State College had an active indie rock scene, too. Summer in State College in the 90s can't have been that much different than Athens, Georgia in the early 80s. The whole town was slowed down. Everyone involved in State College Indie lived in a room in a house and there were house parties all the time. What State College needed, but never got, was an R.E.M., to be a flagship bearer from State College to the world. There were candidates; the best and most popular candidate was a band of which every member was a local icon. They were musically great and very muscular (and as classicist about musical quality as early R.E.M.) but no one in the band could sing. If this band had had a Michael Stipe, the whole movement in State College would've come to the surface much faster.

People were fucking. To the extent that some arts scenes in America have problems with this, State College didn't. The sexual mores were pretty blase about faithfulness and seriousness, too. This extended even to life on campus; North Halls was considered the "artsy" set of dorms, and I lived there for a long time. The idea of doing pick-up routines, hanging around playing music and smoking pot, and grooving on what you were going to do in the arts when you "grew up" was de rigueur. What was important was that you could live on campus if you were an artist and still not starve to death spiritually. We all absorbed the 90s ethos, which amounted to a more tortured and world-weary version of the 60s. And most of us listened to the same music. Nirvana weren't too big in State College: Smashing Pumpkins, Radiohead, Sonic Youth, Guided by Voices, the Flaming Lips were all massive. I got into Nick Drake and Big Star on the side. Brit-Pop, particularly Blur, was around.

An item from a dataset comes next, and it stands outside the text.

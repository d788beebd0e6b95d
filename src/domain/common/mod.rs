pub mod record;
pub mod time;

How did we relate to the football shenanigans? We didn't. We simply acted as if they weren't happening. In North Halls, on South Atherton Street, on West College, you could get away from that crap, and really do it, and mean it. Although visiting East Halls was always a fun education on what it meant to live on the dark side of things.

I enjoyed my philosophy classes, and did well in them. They were a handful of other courses I liked. If I often flaked out on Gen Ed requirements, it's because I was a flake in many ways in those days. Philosophy engaged me; other than that, my mind was possessed by the arts. Or  intoxicants. By 1997, they were coffeeshops in State College where, if you knew the right people, you could buy gooballs over the counter. Or smoke a joint openly sitting out in the cafe. Bohemia, and the scandals in it. Bohemia styled, also, in a down-home mode for central Pa.  

The last six months I spent in State College in '98 were the happiest. It was a bacchanal to match anything in Philly, Chicago, NYC or DC. And if no one in the wider world knew or cared that it was happening, we were too young to notice or fret that this was the case. We'd get to that later.